Inhibition by Anti-RCC1 Monoclonal Antibodies of RCC1-Stimulated Guanine Nucleotide Exchange on Ran GTPase

: Nine monoclonal antibodies to RCC1, the guanine nucleotide exchange factor on Ran GTPase, were obtained using recombinant RCC1 as the antigen. Epitopes of three monoclonal antibodies, which did not inhibit RCC1 function, were localized in the N-terminus outside the RCC1 repeat, while epitopes of the other 6 monoclonal antibodies were localized within the RCC1 repeat. Three of the latter 6 monoclonal antibodies, 2B6, 6C3, and 8D9, inhibited RCC1-stimulated nucleotide release. Two of them, 2B6 and 6C3, recognized the same amino acid residues in the N-terminus of the second RCC1 repeat, Tyr89, Ser90, Phe91, and Gly92, of which one, Gly92, is conserved in Saccharomyces cerevisiae and mutated in an rcc1(-) strain, mtr1-2. The monoclonal antibody 8D9 recognized two amino acid residues, Arg320 and Ala321, downstream of Gly319 in the N-terminus of the 6th RCC1 repeat, which corresponds to Gly92 in the second RCC1 repeat.

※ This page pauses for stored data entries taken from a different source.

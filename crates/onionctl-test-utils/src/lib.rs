#![deny(unsafe_code)]

//! Shared test utilities for the onionctl workspace.
//!
//! Provides a scriptable fake control daemon, config builders, log capture,
//! and tracing helpers so that individual crate tests stay concise and
//! consistent.
//!
//! Add this crate as a `[dev-dependency]` in any workspace member:
//!
//! ```toml
//! [dev-dependencies]
//! onionctl-test-utils = { workspace = true }
//! ```

pub mod config;
pub mod fake_daemon;
pub mod log_capture;
pub mod tracing_setup;

pub use fake_daemon::{FakeDaemon, closed_port};
pub use log_capture::LogCapture;
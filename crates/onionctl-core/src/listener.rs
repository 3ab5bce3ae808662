//! Status listener registry.
//!
//! Observers register a callback together with a [`Dispatch`] mode and are
//! told about every connection state transition of the owning socket.
//! Detection and reaction are decoupled: a listener that panics or blocks
//! never affects the transition that triggered it.

use std::any::Any;
use std::fmt;
use std::panic::{AssertUnwindSafe, catch_unwind};
use std::sync::{Arc, Mutex, PoisonError};
use std::time::SystemTime;

use tracing::{trace, warn};

use crate::controller::BaseController;

/// Connection state reported to status listeners.
#[derive(Debug, Clone, Copy, PartialEq, Eq, Hash)]
pub enum State {
    /// First successful connection.
    Init,
    /// Connected again after having been closed.
    Reset,
    /// Connection closed, explicitly or because the transport failed.
    Closed,
}

impl fmt::Display for State {
    fn fmt(&self, f: &mut fmt::Formatter<'_>) -> fmt::Result {
        f.write_str(match self {
            Self::Init => "init",
            Self::Reset => "reset",
            Self::Closed => "closed",
        })
    }
}

/// A single state transition as seen by a listener.
#[derive(Debug, Clone)]
pub struct StatusChange {
    pub state: State,
    pub timestamp: SystemTime,
    /// The controller owning the socket, if it has one and it is still alive.
    pub controller: Option<Arc<BaseController>>,
}

/// Callback invoked on each transition. Identity is the `Arc` allocation,
/// so keep a clone of the `Arc` around to remove it later.
pub type StatusCallback = Arc<dyn Fn(&StatusChange) + Send + Sync>;

/// How a listener is invoked.
#[derive(Debug, Clone, Copy, PartialEq, Eq, Default)]
pub enum Dispatch {
    /// On the task that detected the transition, before the transition
    /// call returns.
    Inline,
    /// On a blocking task of its own; the socket does not wait for it.
    #[default]
    Spawned,
}

struct Registration {
    callback: StatusCallback,
    dispatch: Dispatch,
}

/// Registered status listeners of one control socket.
#[derive(Default)]
pub struct ListenerRegistry {
    registrations: Mutex<Vec<Registration>>,
}

fn same_callback(a: &StatusCallback, b: &StatusCallback) -> bool {
    std::ptr::addr_eq(Arc::as_ptr(a), Arc::as_ptr(b))
}

impl ListenerRegistry {
    pub fn new() -> Self {
        Self::default()
    }

    /// Register a callback. Registering a callback that is already present
    /// only updates its dispatch mode.
    pub fn add(&self, callback: StatusCallback, dispatch: Dispatch) {
        let mut registrations = self
            .registrations
            .lock()
            .unwrap_or_else(PoisonError::into_inner);
        match registrations
            .iter_mut()
            .find(|r| same_callback(&r.callback, &callback))
        {
            Some(existing) => existing.dispatch = dispatch,
            None => registrations.push(Registration { callback, dispatch }),
        }
    }

    /// Remove a callback. Returns `false` if it was not registered.
    pub fn remove(&self, callback: &StatusCallback) -> bool {
        let mut registrations = self
            .registrations
            .lock()
            .unwrap_or_else(PoisonError::into_inner);
        let before = registrations.len();
        registrations.retain(|r| !same_callback(&r.callback, callback));
        registrations.len() != before
    }

    pub fn len(&self) -> usize {
        self.registrations
            .lock()
            .unwrap_or_else(PoisonError::into_inner)
            .len()
    }

    pub fn is_empty(&self) -> bool {
        self.len() == 0
    }

    /// Deliver a transition to every registered listener.
    ///
    /// Listeners are snapshotted first and invoked without the registry lock
    /// held, so a callback may add or remove listeners.
    pub fn notify(&self, change: &StatusChange) {
        let snapshot: Vec<(StatusCallback, Dispatch)> = self
            .registrations
            .lock()
            .unwrap_or_else(PoisonError::into_inner)
            .iter()
            .map(|r| (Arc::clone(&r.callback), r.dispatch))
            .collect();

        trace!(state = %change.state, listeners = snapshot.len(), "notifying status listeners");

        for (callback, dispatch) in snapshot {
            match dispatch {
                Dispatch::Inline => invoke_guarded(&callback, change),
                Dispatch::Spawned => spawn_listener(callback, change.clone()),
            }
        }
    }
}

impl fmt::Debug for ListenerRegistry {
    fn fmt(&self, f: &mut fmt::Formatter<'_>) -> fmt::Result {
        f.debug_struct("ListenerRegistry")
            .field("listeners", &self.len())
            .finish()
    }
}

fn invoke_guarded(callback: &StatusCallback, change: &StatusChange) {
    if let Err(panic) = catch_unwind(AssertUnwindSafe(|| callback(change))) {
        warn!(
            state = %change.state,
            panic = panic_message(&*panic),
            "status listener panicked"
        );
    }
}

fn spawn_listener(callback: StatusCallback, change: StatusChange) {
    match tokio::runtime::Handle::try_current() {
        Ok(handle) => {
            handle.spawn_blocking(move || invoke_guarded(&callback, &change));
        }
        Err(_) => {
            let spawned = std::thread::Builder::new()
                .name("status-listener".to_string())
                .spawn(move || invoke_guarded(&callback, &change));
            if let Err(e) = spawned {
                warn!(error = %e, "failed to spawn status listener thread");
            }
        }
    }
}

fn panic_message(panic: &(dyn Any + Send)) -> &str {
    panic
        .downcast_ref::<&str>()
        .copied()
        .or_else(|| panic.downcast_ref::<String>().map(String::as_str))
        .unwrap_or("<non-string panic>")
}
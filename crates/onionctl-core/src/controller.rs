//! Base controller — a thin façade over one owned [`ControlSocket`].
//!
//! Every operation forwards to the socket; the controller holds no state of
//! its own. Higher level controllers are built on top of this type and
//! should use the forwarding methods rather than reaching into the socket,
//! so the socket can be swapped out without callers noticing.

use std::path::PathBuf;
use std::sync::Arc;

use onionctl_config::{
    AppConfig, DEFAULT_CONTROL_ADDR, DEFAULT_CONTROL_PORT, DEFAULT_SOCKET_PATH, Endpoint,
};

use crate::error::Result;
use crate::listener::{Dispatch, StatusCallback};
use crate::message::{ControlMessage, Request};
use crate::socket::ControlSocket;

/// Controller for a tor process, wrapping exactly one control socket.
///
/// Always handed out inside an [`Arc`]; the socket keeps a weak reference
/// back to it so status listeners can tell which controller changed state.
#[derive(Debug)]
pub struct BaseController {
    socket: ControlSocket,
}

impl BaseController {
    /// Wrap a socket. The socket's owner is set to the new controller.
    pub fn new(socket: ControlSocket) -> Arc<Self> {
        Arc::new_cyclic(|weak| {
            socket.bind_owner(weak.clone());
            Self { socket }
        })
    }

    /// A controller for a TCP control port. Does not connect.
    pub fn from_port(address: impl Into<String>, port: u16) -> Result<Arc<Self>> {
        Self::from_endpoint(&Endpoint::port(address, port))
    }

    /// A controller for `127.0.0.1:9051`.
    pub fn from_port_default() -> Result<Arc<Self>> {
        Self::from_port(DEFAULT_CONTROL_ADDR, DEFAULT_CONTROL_PORT)
    }

    /// A controller for a Unix domain control socket. Does not connect.
    pub fn from_socket_file(path: impl Into<PathBuf>) -> Result<Arc<Self>> {
        Self::from_endpoint(&Endpoint::socket_file(path))
    }

    /// A controller for `/var/run/tor/control`.
    pub fn from_socket_file_default() -> Result<Arc<Self>> {
        Self::from_socket_file(DEFAULT_SOCKET_PATH)
    }

    pub fn from_endpoint(endpoint: &Endpoint) -> Result<Arc<Self>> {
        Ok(Self::new(ControlSocket::from_endpoint(endpoint)?))
    }

    pub fn from_config(config: &AppConfig) -> Result<Arc<Self>> {
        Self::from_endpoint(&config.control)
    }

    pub async fn send(&self, request: impl Into<Request>) -> Result<()> {
        self.socket.send(request).await
    }

    pub async fn recv(&self) -> Result<ControlMessage> {
        self.socket.recv().await
    }

    pub fn is_alive(&self) -> bool {
        self.socket.is_alive()
    }

    pub async fn connect(&self) -> Result<()> {
        self.socket.connect().await
    }

    pub async fn close(&self) {
        self.socket.close().await
    }

    /// The underlying socket. Prefer the forwarding methods.
    pub fn get_socket(&self) -> &ControlSocket {
        &self.socket
    }

    pub fn add_status_listener(&self, callback: StatusCallback, dispatch: Dispatch) {
        self.socket.add_status_listener(callback, dispatch)
    }

    pub fn remove_status_listener(&self, callback: &StatusCallback) -> bool {
        self.socket.remove_status_listener(callback)
    }
}
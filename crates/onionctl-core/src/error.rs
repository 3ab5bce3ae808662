//! Error taxonomy shared by every control-channel operation.

use onionctl_config::Endpoint;

/// Errors from the control socket, controller, and event reader.
#[derive(Debug, thiserror::Error)]
pub enum ControlError {
    /// The transport could not be opened (refused, missing socket file,
    /// permission denied, or an endpoint that can never be reached).
    #[error("failed to connect to control endpoint {endpoint}: {source}")]
    Connection {
        endpoint: Endpoint,
        source: std::io::Error,
    },

    #[error("already connected to {0}; close the connection first")]
    AlreadyConnected(Endpoint),

    #[error("control connection is closed")]
    ConnectionClosed,

    /// A read or write failed while connected. The socket has already been
    /// closed and listeners notified by the time the caller sees this.
    #[error("control transport failed: {0}")]
    Transport(#[source] std::io::Error),

    #[error("malformed control message: {0}")]
    Protocol(String),

    #[error("invalid request: {0}")]
    InvalidMessage(String),
}

impl ControlError {
    /// Whether this error means the connection is gone.
    pub fn is_disconnect(&self) -> bool {
        matches!(self, Self::ConnectionClosed | Self::Transport(_))
    }
}

/// Convenience alias for control-channel results.
pub type Result<T, E = ControlError> = std::result::Result<T, E>;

The monoclonal antibodies which inhibited RCC1 function bound to RCC1 in homogeneous solution and stained cellular RCC1. We propose that the N-terminus of the RCC1 repeat is exposed at the surface of RCC1 on the coated plate or in fixed cells, and is involved in the RCC1-stimulated nucleotide exchange on the Ran GTPase.